*** Opening of MATERIAL PROVIDED ***

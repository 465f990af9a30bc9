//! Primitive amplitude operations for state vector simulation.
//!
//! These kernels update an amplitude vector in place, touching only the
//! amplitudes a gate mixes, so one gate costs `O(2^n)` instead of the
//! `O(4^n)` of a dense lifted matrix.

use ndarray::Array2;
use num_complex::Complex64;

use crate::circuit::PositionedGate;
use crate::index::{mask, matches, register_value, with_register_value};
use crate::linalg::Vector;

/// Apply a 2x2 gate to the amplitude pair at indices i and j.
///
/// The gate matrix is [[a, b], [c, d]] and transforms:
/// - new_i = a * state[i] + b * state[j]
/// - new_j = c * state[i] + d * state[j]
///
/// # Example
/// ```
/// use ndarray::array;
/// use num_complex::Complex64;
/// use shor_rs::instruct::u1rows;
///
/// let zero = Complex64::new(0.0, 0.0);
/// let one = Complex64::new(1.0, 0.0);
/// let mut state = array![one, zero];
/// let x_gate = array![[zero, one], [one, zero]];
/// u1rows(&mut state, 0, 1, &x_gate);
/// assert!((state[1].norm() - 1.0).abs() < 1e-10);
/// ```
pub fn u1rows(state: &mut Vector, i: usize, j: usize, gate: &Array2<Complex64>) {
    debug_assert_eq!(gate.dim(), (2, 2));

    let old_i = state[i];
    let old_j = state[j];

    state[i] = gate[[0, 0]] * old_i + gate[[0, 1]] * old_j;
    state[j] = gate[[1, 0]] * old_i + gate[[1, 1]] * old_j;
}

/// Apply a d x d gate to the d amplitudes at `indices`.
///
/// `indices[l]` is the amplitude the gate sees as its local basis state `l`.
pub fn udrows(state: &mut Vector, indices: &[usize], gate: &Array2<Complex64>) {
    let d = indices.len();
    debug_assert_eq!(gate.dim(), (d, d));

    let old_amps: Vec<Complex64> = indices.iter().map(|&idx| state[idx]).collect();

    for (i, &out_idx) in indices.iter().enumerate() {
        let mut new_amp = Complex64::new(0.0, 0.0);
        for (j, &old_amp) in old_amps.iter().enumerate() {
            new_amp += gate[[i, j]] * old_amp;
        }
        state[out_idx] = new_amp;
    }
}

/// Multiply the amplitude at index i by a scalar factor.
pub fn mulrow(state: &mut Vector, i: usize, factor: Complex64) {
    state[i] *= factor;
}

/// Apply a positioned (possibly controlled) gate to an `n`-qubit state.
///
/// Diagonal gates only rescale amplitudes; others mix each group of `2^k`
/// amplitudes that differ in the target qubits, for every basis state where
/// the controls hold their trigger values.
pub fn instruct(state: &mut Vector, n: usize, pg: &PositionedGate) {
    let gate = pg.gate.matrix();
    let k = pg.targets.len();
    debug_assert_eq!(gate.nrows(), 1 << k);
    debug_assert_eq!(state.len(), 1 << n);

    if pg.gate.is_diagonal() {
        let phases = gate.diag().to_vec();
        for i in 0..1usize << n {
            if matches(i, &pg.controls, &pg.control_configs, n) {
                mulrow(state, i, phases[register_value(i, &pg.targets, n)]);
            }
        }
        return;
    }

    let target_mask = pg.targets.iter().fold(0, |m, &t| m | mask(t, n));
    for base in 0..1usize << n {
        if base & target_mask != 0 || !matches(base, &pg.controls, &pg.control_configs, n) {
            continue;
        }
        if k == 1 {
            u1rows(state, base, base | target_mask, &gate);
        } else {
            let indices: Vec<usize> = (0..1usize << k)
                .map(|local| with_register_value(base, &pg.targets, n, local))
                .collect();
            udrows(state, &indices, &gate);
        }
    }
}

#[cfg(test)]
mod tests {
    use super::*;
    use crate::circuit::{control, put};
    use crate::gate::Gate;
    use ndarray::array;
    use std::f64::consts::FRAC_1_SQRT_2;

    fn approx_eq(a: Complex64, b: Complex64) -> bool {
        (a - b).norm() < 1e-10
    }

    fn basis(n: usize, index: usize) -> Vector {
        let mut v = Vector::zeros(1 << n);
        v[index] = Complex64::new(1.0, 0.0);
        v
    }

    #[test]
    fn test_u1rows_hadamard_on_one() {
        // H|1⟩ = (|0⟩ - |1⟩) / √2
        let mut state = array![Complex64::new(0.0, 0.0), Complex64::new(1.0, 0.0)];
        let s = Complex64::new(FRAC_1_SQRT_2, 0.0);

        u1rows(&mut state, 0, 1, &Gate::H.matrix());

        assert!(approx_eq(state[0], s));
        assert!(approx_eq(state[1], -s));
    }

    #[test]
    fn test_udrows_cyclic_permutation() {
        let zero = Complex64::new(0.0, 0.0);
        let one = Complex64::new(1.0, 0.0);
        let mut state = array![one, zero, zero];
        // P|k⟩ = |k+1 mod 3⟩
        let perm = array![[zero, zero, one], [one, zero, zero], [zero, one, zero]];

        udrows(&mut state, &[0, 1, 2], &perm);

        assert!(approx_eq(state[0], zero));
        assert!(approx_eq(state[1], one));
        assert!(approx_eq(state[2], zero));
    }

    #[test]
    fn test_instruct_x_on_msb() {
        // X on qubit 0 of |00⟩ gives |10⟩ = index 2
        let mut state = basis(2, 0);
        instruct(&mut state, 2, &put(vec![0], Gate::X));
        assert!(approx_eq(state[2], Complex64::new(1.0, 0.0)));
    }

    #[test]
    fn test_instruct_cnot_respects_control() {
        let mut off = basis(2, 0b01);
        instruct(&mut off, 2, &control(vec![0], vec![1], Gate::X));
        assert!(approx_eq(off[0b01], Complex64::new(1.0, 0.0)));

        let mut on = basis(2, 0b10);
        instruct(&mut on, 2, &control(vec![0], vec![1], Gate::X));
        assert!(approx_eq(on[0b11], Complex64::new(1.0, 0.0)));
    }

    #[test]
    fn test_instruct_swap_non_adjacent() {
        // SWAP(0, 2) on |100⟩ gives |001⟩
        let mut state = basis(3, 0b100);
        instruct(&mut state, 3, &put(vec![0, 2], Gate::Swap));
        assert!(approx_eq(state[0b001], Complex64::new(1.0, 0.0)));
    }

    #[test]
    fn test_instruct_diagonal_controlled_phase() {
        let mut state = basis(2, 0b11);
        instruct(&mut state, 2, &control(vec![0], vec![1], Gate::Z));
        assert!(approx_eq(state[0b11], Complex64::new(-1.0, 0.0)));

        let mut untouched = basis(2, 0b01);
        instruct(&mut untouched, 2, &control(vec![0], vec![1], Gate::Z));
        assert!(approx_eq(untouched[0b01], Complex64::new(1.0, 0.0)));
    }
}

*** Close of MATERIAL PROVIDED ***

# ABOUT THIS TASK:
Go through the data above and return each line containing the string "phases".

# WRITTEN ANSWER:
        let phases = gate.diag().to_vec();
                mulrow(state, i, phases[register_value(i, &pg.targets, n)]);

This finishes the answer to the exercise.